GIP is one of the incretins, a group of hormones that stimulate insulin secretion from pancreatic beta cells after a meal and inhibit glucagon release from the pancreatic alpha cells of the islets of Langerhans. Although the principal function of incretins such as GIP and glucagon-like peptide 1 (GLP-1) is insulinotropic, recent discoveries have uncovered a host of other physiological and pharmacological effects.
One example is the inhibition of adipose tissue inflammation by GIP and GLP-1. The peptides induce secretion of the adipokine resistin, which inhibits lipoprotein lipase in adipose tissues and increases the activity of AMP-activated protein kinase (AMPK). This reversal of inflammatory processes by incretins may contribute to their antiobesity effect.

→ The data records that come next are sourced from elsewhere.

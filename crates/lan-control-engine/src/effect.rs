//! Side effects requested by the session engine.
//!
//! The engine is synchronous and never touches the network. Every command
//! and clipboard transfer it decides on is queued here as an [`Effect`]; the
//! controller drains the queue in order and hands it to the dispatcher.

use lan_control_types::{Command, MovementVector};

/// What to do with a command's reply.
#[derive(Debug, Clone, Copy, PartialEq)]
pub enum Feedback {
    /// The reply carries remote screen state for edge tracking. `movement`
    /// is the delta that produced it, if any.
    RemoteState { movement: Option<MovementVector> },
    /// Failures are surfaced to the user instead of only being logged.
    Alert,
}

#[derive(Debug, Clone, PartialEq)]
pub enum Effect {
    /// Fire-and-forget command; failures are logged and dropped.
    Send(Command),
    /// Command whose reply or failure is posted back to the engine.
    Request { command: Command, feedback: Feedback },
    /// Copy the device clipboard to the host, then send `then`.
    ClipboardPush { then: Option<Command> },
    /// Fetch the host clipboard, optionally writing it to the device.
    ClipboardPull { mirror: bool },
    /// User-facing status line.
    Status(String),
}

impl Effect {
    /// The command this effect sends, if any.
    pub fn command(&self) -> Option<&Command> {
        match self {
            Self::Send(command) | Self::Request { command, .. } => Some(command),
            Self::ClipboardPush { then } => then.as_ref(),
            Self::ClipboardPull { .. } | Self::Status(_) => None,
        }
    }
}

/// Ordered queue of pending effects.
#[derive(Debug, Default)]
pub struct Outbox {
    effects: Vec<Effect>,
}

impl Outbox {
    pub fn send(&mut self, command: Command) {
        self.effects.push(Effect::Send(command));
    }

    pub fn request(&mut self, command: Command, feedback: Feedback) {
        self.effects.push(Effect::Request { command, feedback });
    }

    pub fn push(&mut self, effect: Effect) {
        self.effects.push(effect);
    }

    pub fn extend(&mut self, commands: impl IntoIterator<Item = Command>) {
        self.effects.extend(commands.into_iter().map(Effect::Send));
    }

    pub fn status(&mut self, message: impl Into<String>) {
        self.effects.push(Effect::Status(message.into()));
    }

    pub fn is_empty(&self) -> bool {
        self.effects.is_empty()
    }

    pub fn drain(&mut self) -> Vec<Effect> {
        std::mem::take(&mut self.effects)
    }
}
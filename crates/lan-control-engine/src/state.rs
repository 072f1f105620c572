//! Pointer capture state machine.

/// How the capture surface currently holds the pointer.
#[derive(Debug, Clone, Copy, Default, PartialEq, Eq)]
pub enum CaptureState {
    /// Nothing captured; pointer moves are ignored.
    #[default]
    Idle,
    /// A pointer is captured directly and absolute positions are tracked.
    Direct,
    /// Exclusive lock requested, waiting for the platform to confirm.
    LockRequested,
    /// Exclusive lock held; device deltas are forwarded.
    Locked,
}

impl CaptureState {
    /// Whether pointer moves are being translated.
    pub fn is_active(self) -> bool {
        !matches!(self, Self::Idle)
    }

    pub fn is_locked(self) -> bool {
        self == Self::Locked
    }

    /// Whether a new lock request makes sense.
    pub fn can_request_lock(self) -> bool {
        matches!(self, Self::Idle | Self::Direct)
    }
}

impl std::fmt::Display for CaptureState {
    fn fmt(&self, f: &mut std::fmt::Formatter<'_>) -> std::fmt::Result {
        match self {
            Self::Idle => write!(f, "Idle"),
            Self::Direct => write!(f, "Direct"),
            Self::LockRequested => write!(f, "LockRequested"),
            Self::Locked => write!(f, "Locked"),
        }
    }
}

/// Whether the host should suppress its default handling of an input event.
#[derive(Debug, Clone, Copy, PartialEq, Eq)]
pub enum Disposition {
    /// The engine acted on the event.
    Consumed,
    /// The engine ignored the event; default handling applies.
    PassThrough,
}

impl Disposition {
    pub fn is_consumed(self) -> bool {
        self == Self::Consumed
    }
}
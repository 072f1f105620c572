//! Pointer and trackpad translation.
//!
//! Turns local pointer events into remote move, click, and scroll commands:
//!
//! - locked mouse: device deltas, summed per frame;
//! - unlocked mouse: deltas between successive absolute positions;
//! - touch: per-contact deltas scaled to the remote screen, one finger moves
//!   and two or more scroll;
//! - releases become clicks (mouse), taps (touch and pen), or two- and
//!   three-finger taps (right and middle click).

use std::collections::BTreeMap;

use lan_control_input::CaptureSurface;
use lan_control_types::{
    ClickKind, ClickRequest, Command, MouseButton, MovementVector, Point, PointerEvent,
    PointerId, PointerKind, RemoteScreenState, ScrollRequest, WheelEvent,
};
use tokio::time::Instant;
use tracing::{debug, warn};

use crate::config::{PointerConfig, TouchConfig};
use crate::effect::{Feedback, Outbox};
use crate::state::{CaptureState, Disposition};
use crate::timer::{earliest, Timer};

/// One touch interaction, from the first contact down to the last one up.
#[derive(Debug, Clone)]
struct TouchSession {
    start: Instant,
    max_pointers: usize,
    /// Manhattan distance moved by all contacts together.
    total_travel: f64,
}

/// A press that may turn into a tap.
#[derive(Debug, Clone, Copy)]
struct TapCandidate {
    start: Point,
    time: Instant,
}

/// What a pointer release asks of the rest of the engine.
#[derive(Debug, Default, PartialEq)]
pub struct Release {
    /// Release held keys and modifiers before `click`.
    pub release_keys: bool,
    /// Mouse click to send after the key release.
    pub click: Option<Command>,
}

pub struct PointerEngine {
    surface: Box<dyn CaptureSurface>,
    pointer: PointerConfig,
    touch: TouchConfig,
    capture: CaptureState,
    last_point: Point,
    pending_move: MovementVector,
    move_frame: Timer,
    pending_scroll: ScrollRequest,
    scroll_frame: Timer,
    touches: BTreeMap<PointerId, Point>,
    touch_session: Option<TouchSession>,
    tap: Option<TapCandidate>,
    last_click: Option<(MouseButton, Instant)>,
    /// The platform refused a lock request this session.
    lock_refused: bool,
}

GIP also stimulates bone formation through suppression of osteoclast apoptosis and facilitation of calcium deposition after meals. This role was confirmed in ovariectomy-induced osteoporosis-prone postmenopausal women, who have thinner bone trabeculae. GIP is also a potent regulator of appetite and satiety. Ovariectomy-induced obesity is prevented by the agonist GIP, and ovariectomy-induced hyperphagia is reversed by the agonists GIP and NPY.
GIP has recently been shown to have direct effects on adipose tissues, as indicated by the observation that chronic HFD feeding results in reduced fat accumulation in GIPR-deficient mice. It has been further established that GIP directly enhances fatty acid incorporation into adipocytes by binding to the GIPR receptor, stimulating secretion of the adipokine lipoprotein-associated triglyceride hydrolase LPL and increasing PI3K/AKT/PKB activity in adipocytes. Moreover, GIPR-dependent repression of p38 MAPK and inhibition of apoptosis in adipocytes by secreted resistin further accentuates this metabolic antiobesity effect of GIPR.